It is desirable that the role and aims of the scheme should be promoted to the public. Any publicity is to inform the public about the scheme. Custody visitors should not speak to the press except at the request of the OPCC.

The OPCC circulates Independent Custody Visitors’ names in the strictest confidence, purely for the efficient management of the scheme. Such details must not be disclosed to any other person.

Selection of ICVs visiting TACT detainees

Section 117 of the Coroners and Justice Act 2009 introduces two changes to legislation which are intended to strengthen the independent monitoring of the detention and treatment of suspected terrorist detainees. These two changes amend:

(a) Section 51 of the Police Reform Act 2002 to ensure that the arrangements made by PCCs for custody visitors include a requirement that reports about visits made to suspected terrorist detainees are submitted to the Independent Reviewer of Terrorism Legislation (IRTL) as well as to the PCC. The amendments also allow ICVs to listen and view audio and video recordings of interviews with suspected terrorist detainees, subject to any restrictions on such access, which must be specified in this Code of Practice (please see paragraphs 66-72 for further information).

(b) Section 36 of the Terrorism Act 2006 (review of terrorism legislation) under which the IRTL is appointed and tasked with the annual review of the operation of the Terrorism Act 2000 (TACT) and the Terrorism Act 2006, Part 1. As amended, that provision states that the IRTL may in particular consider the treatment of terrorist suspects detained under a warrant of further detention under Schedule 8 to TACT.

Custody visitors accredited to visit TACT detainees will need to have successfully completed 18 months of PACE custody visits before they can be considered for TACT detainee visits. Custody visitors who visit TACT detainees must have Security Check (SC) level clearance and have undertaken specific training provided for visiting TACT detainees.

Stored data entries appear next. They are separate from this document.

//! Bounded execution history and per-step aggregate counters.
//!
//! The store owns two pieces of shared state: a FIFO history of finished
//! runs (capacity 50, oldest evicted first) and monotonically growing
//! success/failure counters per stage name. In-flight runs live in an
//! [`ExecutionHandle`] owned by the caller, so concurrent runs cannot
//! corrupt each other's step attribution; only aggregate bumps and the
//! final history append touch the shared state, under a lock.

use std::collections::{BTreeMap, VecDeque};
use std::sync::{Arc, Mutex};

use chrono::Utc;
use serde::Serialize;
use tracing::debug;
use uuid::Uuid;

use crate::domain::{ExecutionRecord, RunStatus, StepOutcome, StepRecord};

use super::system::{ResourceMonitor, SystemSample};

/// Maximum number of finished runs kept in history
pub const HISTORY_CAPACITY: usize = 50;

/// Running counters for one stage name
#[derive(Debug, Clone, Copy, Default, Serialize)]
pub struct StepCounters {
    /// Times the stage ran (success + failure)
    pub total: u64,

    /// Times the stage ultimately succeeded
    pub success: u64,

    /// Times the stage failed after exhausting retries
    pub failure: u64,
}

/// Exclusive handle to an in-flight execution.
///
/// Returned by [`MetricsStore::start_execution`]; the run it tracks is
/// private to the holder until handed back through
/// [`MetricsStore::finish_execution`].
#[derive(Debug)]
pub struct ExecutionHandle {
    record: ExecutionRecord,
}

impl ExecutionHandle {
    /// Identifier of the run this handle tracks
    pub fn id(&self) -> Uuid {
        self.record.id
    }

    /// Steps recorded so far, in execution order
    pub fn steps(&self) -> &[StepRecord] {
        &self.record.steps
    }
}

struct MetricsInner {
    history: VecDeque<ExecutionRecord>,
    step_aggregates: BTreeMap<String, StepCounters>,
}

/// Shared telemetry store fed by the orchestrator
#[derive(Clone)]
pub struct MetricsStore {
    inner: Arc<Mutex<MetricsInner>>,
    monitor: Arc<Mutex<ResourceMonitor>>,
}

impl Default for MetricsStore {
    fn default() -> Self {
        Self::new()
    }
}

impl MetricsStore {
    /// Create an empty store
    pub fn new() -> Self {
        Self {
            inner: Arc::new(Mutex::new(MetricsInner {
                history: VecDeque::with_capacity(HISTORY_CAPACITY),
                step_aggregates: BTreeMap::new(),
            })),
            monitor: Arc::new(Mutex::new(ResourceMonitor::new())),
        }
    }

    /// Open a new execution record and hand it to the caller.
    ///
    /// The record stays out of the history until finished; any number of
    /// runs may be in flight at once.
    pub fn start_execution(&self, input: &str) -> ExecutionHandle {
        ExecutionHandle {
            record: ExecutionRecord::new(input),
        }
    }

    /// Append a step outcome to a run and bump the shared aggregates
    pub fn record_step(
        &self,
        handle: &mut ExecutionHandle,
        name: &str,
        duration_seconds: f64,
        outcome: StepOutcome,
    ) {
        handle
            .record
            .steps
            .push(StepRecord::new(name, duration_seconds, outcome));

        let mut inner = self.inner.lock().expect("metrics store lock poisoned");
        let counters = inner.step_aggregates.entry(name.to_string()).or_default();
        counters.total += 1;
        match outcome {
            StepOutcome::Success => counters.success += 1,
            StepOutcome::Failure => counters.failure += 1,
        }
    }

    /// Finish a run and copy it into the bounded history.
    ///
    /// Consumes the handle; the returned record is the immutable copy
    /// that entered the history.
    pub fn finish_execution(
        &self,
        handle: ExecutionHandle,
        status: RunStatus,
        error: Option<String>,
    ) -> ExecutionRecord {
        let mut record = handle.record;
        let finished = Utc::now();

        record.duration_seconds = Some(
            (finished - record.started_at)
                .to_std()
                .map_or(0.0, |d| d.as_secs_f64()),
        );
        record.finished_at = Some(finished);
        record.status = status;
        record.error = error;

        let mut inner = self.inner.lock().expect("metrics store lock poisoned");
        if inner.history.len() >= HISTORY_CAPACITY {
            if let Some(evicted) = inner.history.pop_front() {
                debug!(run_id = %evicted.id, "history at capacity, evicting oldest record");
            }
        }
        inner.history.push_back(record.clone());

        record
    }

    /// Aggregate statistics over the current history snapshot plus a
    /// point-in-time host utilization sample
    pub fn summary(&self) -> MetricsSummary {
        let (pipeline_stats, step_stats) = {
            let inner = self.inner.lock().expect("metrics store lock poisoned");

            let total = inner.history.len() as u64;
            let successful = inner
                .history
                .iter()
                .filter(|record| record.status == RunStatus::Success)
                .count() as u64;

            let pipeline_stats = PipelineStats {
                total,
                successful,
                failed: total - successful,
                success_rate: ratio(successful, total),
            };

            let step_stats = inner
                .step_aggregates
                .iter()
                .map(|(name, counters)| {
                    (
                        name.clone(),
                        StepStats {
                            total: counters.total,
                            success: counters.success,
                            failure: counters.failure,
                            success_rate: ratio(counters.success, counters.total),
                        },
                    )
                })
                .collect();

            (pipeline_stats, step_stats)
        };

        let system = self
            .monitor
            .lock()
            .map(|mut monitor| monitor.sample())
            .unwrap_or_else(|_| SystemSample::unavailable());

        MetricsSummary {
            pipeline_stats,
            step_stats,
            system,
        }
    }

    /// Snapshot of the full history, oldest first.
    ///
    /// Callers wanting most-recent-first display reverse the result.
    pub fn execution_history(&self) -> Vec<ExecutionRecord> {
        let inner = self.inner.lock().expect("metrics store lock poisoned");
        inner.history.iter().cloned().collect()
    }
}

fn ratio(part: u64, total: u64) -> f64 {
    if total == 0 {
        0.0
    } else {
        part as f64 / total as f64
    }
}

/// Aggregate statistics returned by [`MetricsStore::summary`]
#[derive(Debug, Clone, Serialize)]
pub struct MetricsSummary {
    /// Run-level counters over the history snapshot
    pub pipeline_stats: PipelineStats,

    /// Per-stage counters since process start
    pub step_stats: BTreeMap<String, StepStats>,

    /// Host utilization at call time
    pub system: SystemSample,
}

/// Run-level statistics
#[derive(Debug, Clone, Copy, Serialize)]
pub struct PipelineStats {
    /// Runs currently in the history
    pub total: u64,

    /// Runs that finished successfully
    pub successful: u64,

    /// Runs that failed
    pub failed: u64,

    /// successful / total, zero when the history is empty
    pub success_rate: f64,
}

/// Per-stage statistics
#[derive(Debug, Clone, Copy, Serialize)]
pub struct StepStats {
    /// Times the stage ran
    pub total: u64,

    /// Times it succeeded
    pub success: u64,

    /// Times it failed
    pub failure: u64,

    /// success / total, zero when the stage never ran
    pub success_rate: f64,
}
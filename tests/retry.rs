//! Retry Policy Integration Tests
//!
//! Drives `RetryPolicy::execute` with injected failing and succeeding
//! operations on a paused tokio clock, so backoff timing is exact.

use std::sync::atomic::{AtomicU32, Ordering};
use std::time::Duration;

use anyhow::Result;
use textlens::core::RetryPolicy;

fn policy(max_attempts: u32, multiplier: f64, min: f64, max: f64) -> RetryPolicy {
    RetryPolicy {
        max_attempts,
        backoff_multiplier: multiplier,
        min_wait_seconds: min,
        max_wait_seconds: max,
    }
}

#[tokio::test(start_paused = true)]
async fn test_first_attempt_success_sleeps_nothing() {
    let policy = policy(3, 1.0, 0.0, 60.0);
    let started = tokio::time::Instant::now();

    let result: Result<&str> = policy.execute(|_| async { Ok("done") }).await;

    assert_eq!(result.unwrap(), "done");
    assert!(started.elapsed() < Duration::from_millis(1));
}

#[tokio::test(start_paused = true)]
async fn test_fails_twice_then_succeeds_with_backoff() {
    let policy = policy(3, 1.0, 0.0, 60.0);
    let attempts = AtomicU32::new(0);
    let started = tokio::time::Instant::now();

    let result: Result<u32> = policy
        .execute(|attempt| {
            attempts.fetch_add(1, Ordering::SeqCst);
            async move {
                if attempt < 3 {
                    anyhow::bail!("not yet");
                }
                Ok(attempt)
            }
        })
        .await;

    assert_eq!(result.unwrap(), 3);
    assert_eq!(attempts.load(Ordering::SeqCst), 3);
    // Backoff sleeps before the two retries: 1s then 2s
    assert!(started.elapsed() >= Duration::from_secs(3));
}

#[tokio::test(start_paused = true)]
async fn test_exhaustion_propagates_last_error_unchanged() {
    let policy = policy(2, 1.0, 1.0, 60.0);
    let attempts = AtomicU32::new(0);

    let result: Result<()> = policy
        .execute(|attempt| {
            attempts.fetch_add(1, Ordering::SeqCst);
            async move { anyhow::bail!("backend down on attempt {}", attempt) }
        })
        .await;

    let error = result.unwrap_err();
    assert_eq!(error.to_string(), "backend down on attempt 2");
    assert_eq!(attempts.load(Ordering::SeqCst), 2);
}

#[tokio::test(start_paused = true)]
async fn test_single_attempt_fails_immediately() {
    let policy = policy(1, 1.0, 1.0, 60.0);
    let attempts = AtomicU32::new(0);
    let started = tokio::time::Instant::now();

    let result: Result<()> = policy
        .execute(|_| {
            attempts.fetch_add(1, Ordering::SeqCst);
            async { anyhow::bail!("boom") }
        })
        .await;

    assert!(result.is_err());
    assert_eq!(attempts.load(Ordering::SeqCst), 1);
    assert!(started.elapsed() < Duration::from_millis(1));
}

#[tokio::test(start_paused = true)]
async fn test_delays_clamped_to_ceiling_during_execution() {
    // 10 * 2^k would explode; every delay is capped at 5s
    let policy = policy(3, 10.0, 0.0, 5.0);
    let started = tokio::time::Instant::now();

    let result: Result<()> = policy.execute(|_| async { anyhow::bail!("nope") }).await;

    assert!(result.is_err());
    assert!(started.elapsed() >= Duration::from_secs(10));
    assert!(started.elapsed() < Duration::from_secs(11));
}

#[tokio::test(start_paused = true)]
async fn test_zero_min_wait_allows_zero_delay() {
    let policy = policy(3, 0.0, 0.0, 10.0);
    let started = tokio::time::Instant::now();

    let result: Result<()> = policy.execute(|_| async { anyhow::bail!("nope") }).await;

    assert!(result.is_err());
    assert!(started.elapsed() < Duration::from_millis(1));
}

#[test]
fn test_backoff_formula() {
    let policy = policy(10, 0.5, 1.0, 8.0);

    // 0.5 * 2^(k-1), clamped to [1, 8]
    assert_eq!(policy.delay_for_attempt(1), Duration::from_secs(1)); // 0.5 floored
    assert_eq!(policy.delay_for_attempt(2), Duration::from_secs(1)); // 1.0
    assert_eq!(policy.delay_for_attempt(3), Duration::from_secs(2));
    assert_eq!(policy.delay_for_attempt(4), Duration::from_secs(4));
    assert_eq!(policy.delay_for_attempt(5), Duration::from_secs(8));
    assert_eq!(policy.delay_for_attempt(6), Duration::from_secs(8)); // Capped
}
//! Domain types for the textlens pipeline.
//!
//! This module contains the core data structures:
//! - Records: execution and per-stage telemetry
//! - Artifacts: stage outputs with queryable shape
//! - Result: the final output object

pub mod artifact;
pub mod record;
pub mod result;

// Re-export commonly used types
pub use artifact::{Classification, Embedding, TokenSequence};
pub use record::{ExecutionRecord, RunStatus, StepOutcome, StepRecord};
pub use result::AnalysisResult;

A regional pool of custody visitors for visiting TACT detainees has been established. ICVs are selected by the local area and trained on a regional basis. Selection, performance management and de-selection of custody visitors is the responsibility of the OPCC. Given the specific nature of the remit of this role, separate guidance has been formulated for those visiting TACT detainees.

Custody Visiting Arrangements

Visiting in pairs

Custody visitors are required to visit in pairs at all times. Any custody visitor arriving at a police custody suite alone will not be granted access and must not enter any police building without a fellow custody visitor and member of custody staff present. If one member of the pair cannot attend for any reason, the visit must be cancelled and rearranged. Custody visitors are responsible for making their own arrangements for visiting in pairs and will be provided with fellow visitors’ contact details for this purpose.

No more than two custody visitors should visit together, except for training/mentoring purposes. To emphasise their impartiality and independence, custody visitors should not combine the making of a custody visit with the conduct of any other business at a police station.

At the end of the visit and when writing up the report, both custody visitors must contribute to writing up and signing the report.

Visit information

There is an expectation that custody visitors will undertake a minimum of 8 visits per year to 12 visits as a maximum.

New starters are required to complete 12 visits in their first year to ensure that they are learning the role and for experience.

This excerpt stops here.